IndiGo, SpiceJet shares fall up to 5% as crude oil prices spike amid US-Israel-Iran war

Indian aviation stocks have fallen today, March 2, mainly due to increasing geopolitical tensions in the Middle East impacting crude oil prices.

InterGlobe Aviation (IndiGo) shares have witnessed a fall by over 5%, while SpiceJet shares are down close to 4% in early trading as the ongoing conflict affects key transit points and raises worries about surging fuel costs.

The Iran–Israel conflict has resulted in the closure of significant airspaces in the Gulf region. Indian airlines, such as IndiGo, Air India, and SpiceJet, have canceled more than 350 international flights as of yesterday, with additional disruptions and technical stops (for instance, in Rome for North American routes) continuing into today.

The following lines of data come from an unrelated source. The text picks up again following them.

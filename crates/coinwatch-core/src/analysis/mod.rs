//! Market analysis: volatility, technical indicators, OHLC validation.

pub mod indicators;
pub mod ohlc;
pub mod volatility;

use serde::Serialize;
use thiserror::Error;

/// Errors from analysis routines.
#[derive(Debug, Clone, PartialEq, Eq, Error)]
pub enum AnalysisError {
    /// Not enough history to run the requested analysis.
    #[error("insufficient price data: need at least {needed} points, got {got}")]
    InsufficientData { needed: usize, got: usize },

    /// Too many raw candles failed validation to trust the series.
    #[error("OHLC series rejected: only {valid} of {total} candles validated")]
    BadOhlcSeries { valid: usize, total: usize },
}

/// Direction of a trend.
#[derive(Debug, Clone, Copy, PartialEq, Eq, Serialize)]
#[serde(rename_all = "lowercase")]
pub enum Trend {
    Bullish,
    Bearish,
    Neutral,
}

/// A token's volatility relative to the broader tracked market.
#[derive(Debug, Clone, PartialEq, Serialize)]
pub struct RelativeVolatility {
    /// Stdev of the token's percent changes.
    pub token_volatility: f64,
    /// Mean stdev across qualifying reference tokens.
    pub market_volatility: f64,
    /// `token_volatility / market_volatility`.
    pub ratio: f64,
    /// How many reference tokens had enough history to qualify.
    pub references_used: usize,
}

impl RelativeVolatility {
    /// Classify the ratio against the market.
    pub fn comparison(&self) -> MarketComparison {
        match self.ratio {
            r if r < 0.5 => MarketComparison::MuchLessVolatile,
            r if r < 0.8 => MarketComparison::LessVolatile,
            r if r <= 1.2 => MarketComparison::SimilarToMarket,
            r if r <= 2.0 => MarketComparison::MoreVolatile,
            _ => MarketComparison::MuchMoreVolatile,
        }
    }
}

/// Bucketed comparison of a token's volatility against the market average.
#[derive(Debug, Clone, Copy, PartialEq, Eq, Serialize)]
#[serde(rename_all = "snake_case")]
pub enum MarketComparison {
    MuchLessVolatile,
    LessVolatile,
    SimilarToMarket,
    MoreVolatile,
    MuchMoreVolatile,
}

impl MarketComparison {
    pub const fn describe(self) -> &'static str {
        match self {
            Self::MuchLessVolatile => "much less volatile than the market",
            Self::LessVolatile => "less volatile than the market",
            Self::SimilarToMarket => "similar to the market",
            Self::MoreVolatile => "more volatile than the market",
            Self::MuchMoreVolatile => "much more volatile than the market",
        }
    }
}

/// Output of the technical-indicator analysis.
#[derive(Debug, Clone, PartialEq, Serialize)]
pub struct TechnicalAnalysis {
    pub overall_trend: Trend,
    /// Confidence in the trend, 0-100.
    pub trend_strength: f64,
    /// Stdev of percent changes over the analyzed window.
    pub volatility: f64,
    pub indicators: indicators::Indicators,
}
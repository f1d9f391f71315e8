//! Wire types for the provider APIs.
//!
//! Only the fields we consume are modeled; both providers attach dozens more.

use chrono::{DateTime, Utc};
use serde::Deserialize;
use std::collections::HashMap;

// ============================================================================
// CoinGecko
// ============================================================================

/// One row of `/coins/markets`.
#[derive(Debug, Clone, Deserialize)]
pub struct GeckoMarketRow {
    pub id: String,
    pub symbol: String,
    pub current_price: Option<f64>,
    pub market_cap: Option<f64>,
    pub total_volume: Option<f64>,
    pub price_change_percentage_24h: Option<f64>,
    pub last_updated: Option<DateTime<Utc>>,
    pub sparkline_in_7d: Option<GeckoSparkline>,
}

/// Nested sparkline payload on a markets row.
#[derive(Debug, Clone, Deserialize)]
pub struct GeckoSparkline {
    pub price: Vec<f64>,
}

/// `/coins/{id}/market_chart` response. Pairs are `[epoch_ms, value]`.
#[derive(Debug, Clone, Deserialize)]
pub struct GeckoMarketChart {
    pub prices: Vec<[f64; 2]>,
}

// ============================================================================
// CoinMarketCap
// ============================================================================

/// `/v1/cryptocurrency/quotes/latest` response.
#[derive(Debug, Clone, Deserialize)]
pub struct CmcQuotesResponse {
    pub status: CmcStatus,
    #[serde(default)]
    pub data: HashMap<String, CmcCoin>,
}

#[derive(Debug, Clone, Deserialize)]
pub struct CmcStatus {
    pub error_code: i64,
    pub error_message: Option<String>,
}

#[derive(Debug, Clone, Deserialize)]
pub struct CmcCoin {
    pub symbol: String,
    pub quote: HashMap<String, CmcQuote>,
}

/// The per-currency quote block (`quote.USD` in practice).
#[derive(Debug, Clone, Deserialize)]
pub struct CmcQuote {
    pub price: Option<f64>,
    pub volume_24h: Option<f64>,
    pub market_cap: Option<f64>,
    pub percent_change_24h: Option<f64>,
    pub last_updated: Option<DateTime<Utc>>,
}

#[cfg(test)]
mod tests {
    use super::*;
    use serde_json::json;

    #[test]
    fn gecko_market_row_parses_with_sparkline() {
        let row: GeckoMarketRow = serde_json::from_value(json!({
            "id": "uniswap",
            "symbol": "uni",
            "current_price": 6.12,
            "market_cap": 4_600_000_000.0_f64,
            "total_volume": 120_000_000.0_f64,
            "price_change_percentage_24h": -1.8,
            "last_updated": "2025-06-01T12:00:00Z",
            "sparkline_in_7d": {"price": [6.0, 6.05, 6.12]}
        }))
        .unwrap();
        assert_eq!(row.id, "uniswap");
        assert_eq!(row.sparkline_in_7d.unwrap().price.len(), 3);
    }

    #[test]
    fn gecko_market_row_tolerates_missing_fields() {
        let row: GeckoMarketRow =
            serde_json::from_value(json!({"id": "bitcoin", "symbol": "btc"})).unwrap();
        assert!(row.current_price.is_none());
        assert!(row.sparkline_in_7d.is_none());
    }

    #[test]
    fn cmc_quotes_response_parses_nested_quote() {
        let resp: CmcQuotesResponse = serde_json::from_value(json!({
            "status": {"error_code": 0, "error_message": null},
            "data": {
                "BTC": {
                    "symbol": "BTC",
                    "quote": {"USD": {
                        "price": 97_000.5,
                        "volume_24h": 30_000_000_000.0_f64,
                        "market_cap": 1_900_000_000_000.0_f64,
                        "percent_change_24h": 1.2,
                        "last_updated": "2025-06-01T12:00:00Z"
                    }}
                }
            }
        }))
        .unwrap();
        assert_eq!(resp.status.error_code, 0);
        let quote = &resp.data["BTC"].quote["USD"];
        assert!((quote.price.unwrap() - 97_000.5).abs() < f64::EPSILON);
    }

    #[test]
    fn market_chart_pairs_parse() {
        let chart: GeckoMarketChart = serde_json::from_value(json!({
            "prices": [[1_700_000_000_000.0_f64, 100.0], [1_700_000_060_000.0_f64, 101.5]]
        }))
        .unwrap();
        assert_eq!(chart.prices.len(), 2);
        assert!((chart.prices[1][1] - 101.5).abs() < f64::EPSILON);
    }
}
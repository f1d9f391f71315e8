//! Volatility: stdev of percent price changes, absolute and market-relative.

use super::RelativeVolatility;

/// Minimum prices required before volatility is meaningful.
pub const MIN_PRICES: usize = 5;

/// Minimum percent changes required for a stdev.
const MIN_CHANGES: usize = 2;

/// Percent change between each consecutive pair of prices.
///
/// Entries with a non-positive predecessor are skipped rather than producing
/// infinities.
pub fn pct_changes(prices: &[f64]) -> Vec<f64> {
    let mut changes = Vec::with_capacity(prices.len().saturating_sub(1));
    for window in prices.windows(2) {
        let (prev, next) = (window[0], window[1]);
        if prev > 0.0 {
            let change = (next / prev - 1.0) * 100.0;
            if change.is_finite() {
                changes.push(change);
            }
        }
    }
    changes
}

/// Sample standard deviation. `None` for fewer than two values.
pub fn sample_stdev(values: &[f64]) -> Option<f64> {
    let n = values.len();
    if n < 2 {
        return None;
    }
    #[allow(clippy::cast_precision_loss)]
    let len = n as f64;
    let mean = values.iter().sum::<f64>() / len;
    let variance = values.iter().map(|v| (v - mean).powi(2)).sum::<f64>() / (len - 1.0);
    Some(variance.sqrt())
}

/// Volatility of a price series: stdev of its percent changes.
///
/// Returns `None` when the series is too short (< [`MIN_PRICES`] prices or
/// fewer than two usable changes).
pub fn volatility(prices: &[f64]) -> Option<f64> {
    if prices.len() < MIN_PRICES {
        return None;
    }
    let changes = pct_changes(prices);
    if changes.len() < MIN_CHANGES {
        return None;
    }
    sample_stdev(&changes)
}

/// Volatility of a token relative to a set of reference price series.
///
/// References without enough history are skipped; `None` when the token
/// itself lacks history or no reference qualifies.
pub fn relative_volatility(
    token_prices: &[f64],
    reference_sets: &[Vec<f64>],
) -> Option<RelativeVolatility> {
    let token_volatility = volatility(token_prices)?;

    let reference_vols: Vec<f64> = reference_sets
        .iter()
        .filter_map(|prices| volatility(prices))
        .collect();
    if reference_vols.is_empty() {
        return None;
    }

    #[allow(clippy::cast_precision_loss)]
    let market_volatility = reference_vols.iter().sum::<f64>() / reference_vols.len() as f64;
    if market_volatility <= 0.0 {
        return None;
    }

    Some(RelativeVolatility {
        token_volatility,
        market_volatility,
        ratio: token_volatility / market_volatility,
        references_used: reference_vols.len(),
    })
}

#[cfg(test)]
mod tests {
    use super::*;
    use crate::analysis::MarketComparison;

    const SERIES: [f64; 8] = [100.0, 102.0, 98.0, 105.0, 103.0, 99.0, 107.0, 104.0];

    #[test]
    fn pct_changes_match_hand_computed() {
        let changes = pct_changes(&SERIES);
        assert_eq!(changes.len(), 7);
        assert!((changes[0] - 2.0).abs() < 1e-9);
        assert!((changes[1] - (98.0 / 102.0 - 1.0) * 100.0).abs() < 1e-9);
    }

    #[test]
    fn pct_changes_skip_nonpositive_predecessors() {
        let changes = pct_changes(&[0.0, 100.0, 102.0]);
        assert_eq!(changes.len(), 1);
    }

    #[test]
    fn stdev_of_known_values() {
        // stdev of {2, 4, 4, 4, 5, 5, 7, 9} (sample) = 2.138...
        let v = sample_stdev(&[2.0, 4.0, 4.0, 4.0, 5.0, 5.0, 7.0, 9.0]).unwrap();
        assert!((v - 2.138_089_935).abs() < 1e-6);

        assert!(sample_stdev(&[1.0]).is_none());
    }

    #[test]
    fn volatility_requires_min_history() {
        assert!(volatility(&SERIES).is_some());
        assert!(volatility(&[100.0, 101.0, 102.0, 103.0]).is_none());
    }

    #[test]
    fn flat_series_has_zero_volatility() {
        let v = volatility(&[50.0; 10]).unwrap();
        assert!(v.abs() < f64::EPSILON);
    }

    #[test]
    fn relative_volatility_ratio_and_classification() {
        // Token swings twice as hard as the references.
        let token: Vec<f64> = SERIES.iter().map(|p| p * 1.0).collect();
        let calm: Vec<f64> = (0..8).map(|i| 100.0 + f64::from(i % 2) * 0.5).collect();
        let refs = vec![calm.clone(), calm];

        let rv = relative_volatility(&token, &refs).unwrap();
        assert_eq!(rv.references_used, 2);
        assert!(rv.ratio > 2.0);
        assert_eq!(rv.comparison(), MarketComparison::MuchMoreVolatile);
    }

    #[test]
    fn relative_volatility_skips_short_references() {
        let refs = vec![vec![100.0, 101.0], SERIES.to_vec()];
        let rv = relative_volatility(&SERIES, &refs).unwrap();
        assert_eq!(rv.references_used, 1);
        assert!((rv.ratio - 1.0).abs() < 1e-9);
        assert_eq!(rv.comparison(), MarketComparison::SimilarToMarket);
    }

    #[test]
    fn relative_volatility_none_without_references() {
        assert!(relative_volatility(&SERIES, &[]).is_none());
        assert!(relative_volatility(&SERIES, &[vec![1.0, 2.0]]).is_none());
    }
}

As per reports, analysts have indicated that IndiGo could see a potential 13% decline in its Earnings Per Share (EPS) for each $5 rise in Brent crude prices. Fuel usually represents 40% of an airline’s operational costs, making the industry particularly vulnerable to the recent spike in oil prices.

In order to preserve links to the US and Europe, airlines are adjusting flight paths, which is anticipated to lead to longer flight durations and increased operational costs.